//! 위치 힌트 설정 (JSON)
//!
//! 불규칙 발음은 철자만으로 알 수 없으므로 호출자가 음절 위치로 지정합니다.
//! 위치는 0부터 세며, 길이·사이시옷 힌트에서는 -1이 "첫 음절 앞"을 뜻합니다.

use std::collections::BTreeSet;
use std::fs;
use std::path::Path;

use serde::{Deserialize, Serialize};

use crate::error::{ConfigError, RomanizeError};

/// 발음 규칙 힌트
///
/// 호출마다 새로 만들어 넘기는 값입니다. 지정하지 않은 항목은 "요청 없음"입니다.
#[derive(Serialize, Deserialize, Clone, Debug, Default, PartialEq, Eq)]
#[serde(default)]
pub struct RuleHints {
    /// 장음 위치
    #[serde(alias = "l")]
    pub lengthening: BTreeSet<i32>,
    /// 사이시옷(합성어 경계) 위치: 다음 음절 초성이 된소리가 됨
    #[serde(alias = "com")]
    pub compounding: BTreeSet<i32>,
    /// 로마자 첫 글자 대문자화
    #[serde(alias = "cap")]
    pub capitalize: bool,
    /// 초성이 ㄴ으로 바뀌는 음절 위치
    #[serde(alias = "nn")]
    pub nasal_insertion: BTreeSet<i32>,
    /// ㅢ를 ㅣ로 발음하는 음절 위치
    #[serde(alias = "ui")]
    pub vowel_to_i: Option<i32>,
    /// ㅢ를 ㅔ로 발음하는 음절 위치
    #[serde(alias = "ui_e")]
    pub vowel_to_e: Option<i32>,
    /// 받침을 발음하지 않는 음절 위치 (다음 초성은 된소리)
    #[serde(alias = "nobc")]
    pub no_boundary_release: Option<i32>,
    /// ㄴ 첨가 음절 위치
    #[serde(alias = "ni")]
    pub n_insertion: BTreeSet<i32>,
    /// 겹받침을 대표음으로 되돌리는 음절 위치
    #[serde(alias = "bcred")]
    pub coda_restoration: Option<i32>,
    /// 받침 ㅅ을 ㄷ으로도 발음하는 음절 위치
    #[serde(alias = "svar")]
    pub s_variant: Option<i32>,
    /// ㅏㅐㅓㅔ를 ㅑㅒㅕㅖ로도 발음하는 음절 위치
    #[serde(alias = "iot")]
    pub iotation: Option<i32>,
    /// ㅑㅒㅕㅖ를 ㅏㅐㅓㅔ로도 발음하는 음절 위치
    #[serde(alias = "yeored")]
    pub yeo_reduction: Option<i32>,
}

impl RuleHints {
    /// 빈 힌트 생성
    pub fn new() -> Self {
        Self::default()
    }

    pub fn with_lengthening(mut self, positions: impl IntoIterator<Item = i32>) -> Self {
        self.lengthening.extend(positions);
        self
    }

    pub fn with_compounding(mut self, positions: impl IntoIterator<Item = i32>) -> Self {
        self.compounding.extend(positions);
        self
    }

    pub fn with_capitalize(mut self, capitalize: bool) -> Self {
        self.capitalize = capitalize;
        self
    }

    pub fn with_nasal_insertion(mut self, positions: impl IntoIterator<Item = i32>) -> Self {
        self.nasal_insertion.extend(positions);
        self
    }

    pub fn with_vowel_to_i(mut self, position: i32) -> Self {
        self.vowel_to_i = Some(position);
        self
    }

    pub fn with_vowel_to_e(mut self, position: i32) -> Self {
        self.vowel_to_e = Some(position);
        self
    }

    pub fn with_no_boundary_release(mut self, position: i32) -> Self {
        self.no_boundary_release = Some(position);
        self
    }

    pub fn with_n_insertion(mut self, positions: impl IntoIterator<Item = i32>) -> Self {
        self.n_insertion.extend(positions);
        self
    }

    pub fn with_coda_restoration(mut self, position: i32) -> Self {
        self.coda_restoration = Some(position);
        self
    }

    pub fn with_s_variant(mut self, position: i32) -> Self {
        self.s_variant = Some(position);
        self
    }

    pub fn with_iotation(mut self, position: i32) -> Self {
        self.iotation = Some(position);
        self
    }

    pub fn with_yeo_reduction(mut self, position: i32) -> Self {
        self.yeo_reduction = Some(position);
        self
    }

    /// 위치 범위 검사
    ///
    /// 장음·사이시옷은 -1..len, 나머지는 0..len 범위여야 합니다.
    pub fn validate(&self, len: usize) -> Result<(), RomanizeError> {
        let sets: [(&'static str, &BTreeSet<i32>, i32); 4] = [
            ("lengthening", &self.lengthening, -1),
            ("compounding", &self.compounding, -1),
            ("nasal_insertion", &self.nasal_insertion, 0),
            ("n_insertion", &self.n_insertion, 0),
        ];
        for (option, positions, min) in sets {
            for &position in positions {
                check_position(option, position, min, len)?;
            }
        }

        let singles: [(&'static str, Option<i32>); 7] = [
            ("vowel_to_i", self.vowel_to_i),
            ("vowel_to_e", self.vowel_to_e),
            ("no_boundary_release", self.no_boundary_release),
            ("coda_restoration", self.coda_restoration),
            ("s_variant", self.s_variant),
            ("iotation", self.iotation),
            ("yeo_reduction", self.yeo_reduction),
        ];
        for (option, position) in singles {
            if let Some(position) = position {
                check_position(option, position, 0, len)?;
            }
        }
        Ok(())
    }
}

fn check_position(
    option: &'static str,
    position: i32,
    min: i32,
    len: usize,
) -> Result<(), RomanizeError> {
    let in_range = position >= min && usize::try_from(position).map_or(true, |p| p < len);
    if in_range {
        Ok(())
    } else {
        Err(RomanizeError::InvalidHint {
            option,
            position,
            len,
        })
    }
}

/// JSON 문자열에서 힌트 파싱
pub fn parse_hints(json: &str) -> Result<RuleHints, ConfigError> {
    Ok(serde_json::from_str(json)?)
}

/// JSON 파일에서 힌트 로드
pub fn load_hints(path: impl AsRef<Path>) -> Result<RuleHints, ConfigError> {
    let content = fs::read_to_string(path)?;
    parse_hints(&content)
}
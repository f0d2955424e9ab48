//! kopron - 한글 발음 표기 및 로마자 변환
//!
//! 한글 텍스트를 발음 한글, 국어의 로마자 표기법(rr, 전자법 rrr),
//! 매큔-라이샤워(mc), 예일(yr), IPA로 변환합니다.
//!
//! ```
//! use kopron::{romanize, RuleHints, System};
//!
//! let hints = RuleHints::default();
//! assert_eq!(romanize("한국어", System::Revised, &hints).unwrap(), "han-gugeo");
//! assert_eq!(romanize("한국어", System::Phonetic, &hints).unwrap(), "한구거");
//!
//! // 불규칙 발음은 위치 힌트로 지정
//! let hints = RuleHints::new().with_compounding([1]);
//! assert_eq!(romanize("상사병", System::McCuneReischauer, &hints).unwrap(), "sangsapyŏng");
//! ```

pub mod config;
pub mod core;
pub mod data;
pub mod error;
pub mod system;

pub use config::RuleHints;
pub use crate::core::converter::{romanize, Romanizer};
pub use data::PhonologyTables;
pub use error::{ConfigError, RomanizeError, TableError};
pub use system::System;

WHAT YOU NEED TO DO ->
Each record above has to be repeated word for word.

OUTPUT OF THE EXERCISE ->
//! 위치 힌트 설정 (JSON)
//!
//! 불규칙 발음은 철자만으로 알 수 없으므로 호출자가 음절 위치로 지정합니다.
//! 위치는 0부터 세며, 길이·사이시옷 힌트에서는 -1이 "첫 음절 앞"을 뜻합니다.

use std::collections::BTreeSet;
use std::fs;
use std::path::Path;

use serde::{Deserialize, Serialize};

use crate::error::{ConfigError, RomanizeError};

/// 발음 규칙 힌트
///
/// 호출마다 새로 만들어 넘기는 값입니다. 지정하지 않은 항목은 "요청 없음"입니다.
#[derive(Serialize, Deserialize, Clone, Debug, Default, PartialEq, Eq)]
#[serde(default)]
pub struct RuleHints {
    /// 장음 위치
    #[serde(alias = "l")]
    pub lengthening: BTreeSet<i32>,
    /// 사이시옷(합성어 경계) 위치: 다음 음절 초성이 된소리가 됨
    #[serde(alias = "com")]
    pub compounding: BTreeSet<i32>,
    /// 로마자 첫 글자 대문자화
    #[serde(alias = "cap")]
    pub capitalize: bool,
    /// 초성이 ㄴ으로 바뀌는 음절 위치
    #[serde(alias = "nn")]
    pub nasal_insertion: BTreeSet<i32>,
    /// ㅢ를 ㅣ로 발음하는 음절 위치
    #[serde(alias = "ui")]
    pub vowel_to_i: Option<i32>,
    /// ㅢ를 ㅔ로 발음하는 음절 위치
    #[serde(alias = "ui_e")]
    pub vowel_to_e: Option<i32>,
    /// 받침을 발음하지 않는 음절 위치 (다음 초성은 된소리)
    #[serde(alias = "nobc")]
    pub no_boundary_release: Option<i32>,
    /// ㄴ 첨가 음절 위치
    #[serde(alias = "ni")]
    pub n_insertion: BTreeSet<i32>,
    /// 겹받침을 대표음으로 되돌리는 음절 위치
    #[serde(alias = "bcred")]
    pub coda_restoration: Option<i32>,
    /// 받침 ㅅ을 ㄷ으로도 발음하는 음절 위치
    #[serde(alias = "svar")]
    pub s_variant: Option<i32>,
    /// ㅏㅐㅓㅔ를 ㅑㅒㅕㅖ로도 발음하는 음절 위치
    #[serde(alias = "iot")]
    pub iotation: Option<i32>,
    /// ㅑㅒㅕㅖ를 ㅏㅐㅓㅔ로도 발음하는 음절 위치
    #[serde(alias = "yeored")]
    pub yeo_reduction: Option<i32>,
}

impl RuleHints {
    /// 빈 힌트 생성
    pub fn new() -> Self {
        Self::default()
    }

    pub fn with_lengthening(mut self, positions: impl IntoIterator<Item = i32>) -> Self {
        self.lengthening.extend(positions);
        self
    }

    pub fn with_compounding(mut self, positions: impl IntoIterator<Item = i32>) -> Self {
        self.compounding.extend(positions);
        self
    }

    pub fn with_capitalize(mut self, capitalize: bool) -> Self {
        self.capitalize = capitalize;
        self
    }

    pub fn with_nasal_insertion(mut self, positions: impl IntoIterator<Item = i32>) -> Self {
        self.nasal_insertion.extend(positions);
        self
    }

    pub fn with_vowel_to_i(mut self, position: i32) -> Self {
        self.vowel_to_i = Some(position);
        self
    }

    pub fn with_vowel_to_e(mut self, position: i32) -> Self {
        self.vowel_to_e = Some(position);
        self
    }

    pub fn with_no_boundary_release(mut self, position: i32) -> Self {
        self.no_boundary_release = Some(position);
        self
    }

    pub fn with_n_insertion(mut self, positions: impl IntoIterator<Item = i32>) -> Self {
        self.n_insertion.extend(positions);
        self
    }

    pub fn with_coda_restoration(mut self, position: i32) -> Self {
        self.coda_restoration = Some(position);
        self
    }

    pub fn with_s_variant(mut self, position: i32) -> Self {
        self.s_variant = Some(position);
        self
    }

    pub fn with_iotation(mut self, position: i32) -> Self {
        self.iotation = Some(position);
        self
    }

    pub fn with_yeo_reduction(mut self, position: i32) -> Self {
        self.yeo_reduction = Some(position);
        self
    }

    /// 위치 범위 검사
    ///
    /// 장음·사이시옷은 -1..len, 나머지는 0..len 범위여야 합니다.
    pub fn validate(&self, len: usize) -> Result<(), RomanizeError> {
        let sets: [(&'static str, &BTreeSet<i32>, i32); 4] = [
            ("lengthening", &self.lengthening, -1),
            ("compounding", &self.compounding, -1),
            ("nasal_insertion", &self.nasal_insertion, 0),
            ("n_insertion", &self.n_insertion, 0),
        ];
        for (option, positions, min) in sets {
            for &position in positions {
                check_position(option, position, min, len)?;
            }
        }

        let singles: [(&'static str, Option<i32>); 7] = [
            ("vowel_to_i", self.vowel_to_i),
            ("vowel_to_e", self.vowel_to_e),
            ("no_boundary_release", self.no_boundary_release),
            ("coda_restoration", self.coda_restoration),
            ("s_variant", self.s_variant),
            ("iotation", self.iotation),
            ("yeo_reduction", self.yeo_reduction),
        ];
        for (option, position) in singles {
            if let Some(position) = position {
                check_position(option, position, 0, len)?;
            }
        }
        Ok(())
    }
}

fn check_position(
    option: &'static str,
    position: i32,
    min: i32,
    len: usize,
) -> Result<(), RomanizeError> {
    let in_range = position >= min && usize::try_from(position).map_or(true, |p| p < len);
    if in_range {
        Ok(())
    } else {
        Err(RomanizeError::InvalidHint {
            option,
            position,
            len,
        })
    }
}

/// JSON 문자열에서 힌트 파싱
pub fn parse_hints(json: &str) -> Result<RuleHints, ConfigError> {
    Ok(serde_json::from_str(json)?)
}

/// JSON 파일에서 힌트 로드
pub fn load_hints(path: impl AsRef<Path>) -> Result<RuleHints, ConfigError> {
    let content = fs::read_to_string(path)?;
    parse_hints(&content)
}
repository f0d2955424e9ab48
//! kopron - 한글 발음 표기 및 로마자 변환
//!
//! 한글 텍스트를 발음 한글, 국어의 로마자 표기법(rr, 전자법 rrr),
//! 매큔-라이샤워(mc), 예일(yr), IPA로 변환합니다.
//!
//! ```
//! use kopron::{romanize, RuleHints, System};
//!
//! let hints = RuleHints::default();
//! assert_eq!(romanize("한국어", System::Revised, &hints).unwrap(), "han-gugeo");
//! assert_eq!(romanize("한국어", System::Phonetic, &hints).unwrap(), "한구거");
//!
//! // 불규칙 발음은 위치 힌트로 지정
//! let hints = RuleHints::new().with_compounding([1]);
//! assert_eq!(romanize("상사병", System::McCuneReischauer, &hints).unwrap(), "sangsapyŏng");
//! ```

pub mod config;
pub mod core;
pub mod data;
pub mod error;
pub mod system;

pub use config::RuleHints;
pub use crate::core::converter::{romanize, Romanizer};
pub use data::PhonologyTables;
pub use error::{ConfigError, RomanizeError, TableError};
pub use system::System;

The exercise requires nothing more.